Auch für uns Nachgeborene war der Weltkrieg präsent, es fühlte sich überall an, als gäbe es eine neue Chance, und es gab die utopische Hoffnung, eine völlig neue Art von Gesellschaft zu werden nach der deprimierenden ersten Hälfte des Jahrhunderts. Das Glück, in dieser Energie aufgewachsen zu sein, hat aber auch als Folge die Schwierigkeit, sie aufrechtzuerhalten. Darum wurden so viele Gleichaltrige so konservativ und verloren sich in Nostalgie.

Ist freie Improvisation deshalb Teil dieser Nostalgie der Sechziger oder hat sie noch progressive Anteile?

Für viele Menschen ist es Nostalgie, sie blicken zurück auf die Sechziger und denken an die Energie, an Hoffnung auf persönliche Freiheit, an Free Jazz. Aber Improvisation wurde auch zu einer Technik für Menschen überall auf der Welt. Egal, ob in China, Singapur und Brasilien – Musiker improvisieren. Und das klingt dann völlig anders, als wir das aus Europa gewöhnt sind. Improvisation als Gedanke, als Methodologie existiert nun – egal, in welchem Setting, mit welcher Technologie, welchen lokalen Begebenheiten, sie passt sich an, sie kann angeeignet werden.

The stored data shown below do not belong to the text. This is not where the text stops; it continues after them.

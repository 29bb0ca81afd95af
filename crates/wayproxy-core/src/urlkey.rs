//! URL canonicalization for archive lookups.
//!
//! Captures are indexed under a SURT-style key so that different spellings of
//! the same resource (scheme, `www.` prefix, userinfo, default port, host case)
//! resolve to the same set of captures:
//!
//! ```text
//! http://test@www.Example.com:80/Path?b=2&a=1  ->  com,example)/path?a=1&b=2
//! ```
//!
//! The original URL string is never rewritten: it is kept verbatim in the
//! capture so percent-encoded segments survive replay unchanged.

use std::net::IpAddr;

use http::Uri;

/// Computes the canonical index key for a URL.
///
/// Falls back to the lowercased input when the URL cannot be parsed.
pub fn canonical_key(url: &str) -> String {
    let trimmed = url.trim();
    let without_fragment = trimmed.split('#').next().unwrap_or(trimmed);

    let uri: Uri = match without_fragment.parse() {
        Ok(uri) => uri,
        Err(_) => return without_fragment.to_ascii_lowercase(),
    };

    let Some(host) = uri.host() else {
        return without_fragment.to_ascii_lowercase();
    };

    let mut key = surt_host(host);

    if let Some(port) = uri.port_u16() {
        if Some(port) != default_port(uri.scheme_str()) {
            key.push(':');
            key.push_str(&port.to_string());
        }
    }

    key.push(')');

    let path = uri.path();
    if path.is_empty() {
        key.push('/');
    } else {
        key.push_str(&path.to_ascii_lowercase());
    }

    if let Some(query) = uri.query().filter(|q| !q.is_empty()) {
        let mut params: Vec<&str> = query.split('&').filter(|p| !p.is_empty()).collect();
        params.sort_unstable();
        key.push('?');
        key.push_str(&params.join("&").to_ascii_lowercase());
    }

    key
}

/// Builds the absolute URL a proxied request targets.
///
/// The default port for the scheme is dropped, everything after the authority
/// is copied verbatim. Returns `None` for origin-form URIs without a host.
pub fn target_url(uri: &Uri) -> Option<String> {
    let host = uri.host()?;
    let scheme = uri.scheme_str().unwrap_or("http");

    let mut url = format!("{}://{}", scheme, host);
    if let Some(port) = uri.port_u16() {
        if Some(port) != default_port(Some(scheme)) {
            url.push(':');
            url.push_str(&port.to_string());
        }
    }

    match uri.path_and_query() {
        Some(pq) if !pq.as_str().is_empty() => url.push_str(pq.as_str()),
        _ => url.push('/'),
    }

    Some(url)
}

fn surt_host(host: &str) -> String {
    let host = host
        .trim_start_matches('[')
        .trim_end_matches(']')
        .trim_end_matches('.')
        .to_ascii_lowercase();

    if host.parse::<IpAddr>().is_ok() {
        return host;
    }

    let host = host.strip_prefix("www.").unwrap_or(&host);
    host.split('.').rev().collect::<Vec<_>>().join(",")
}

fn default_port(scheme: Option<&str>) -> Option<u16> {
    match scheme {
        Some("https") => Some(443),
        Some("http") | None => Some(80),
        _ => None,
    }
}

Das ist eine Stärke, so groß, dass sie selbstverständlich als Modus des Musikmachens erscheint – niemand sagt, er oder sie würde improvisieren, aber: Das tun sie.

Können Sie ein Beispiel nennen?

Die Noise Bombers von Yogya­karta auf Java in Indonesien, die rumfahren, irgendwo ihr Equipment aufstellen – sie nennen das Noise, aber es ist improvisierte Musik. Es ist alles eine Erweiterung dieser ursprünglichen Idee, dass man mit Leuten rumziehen kann, egal wie, um gemeinsam Musik zu machen, unabhängig von Theorie, Noten, Hierarchien. Und das macht sie noch immer interessant.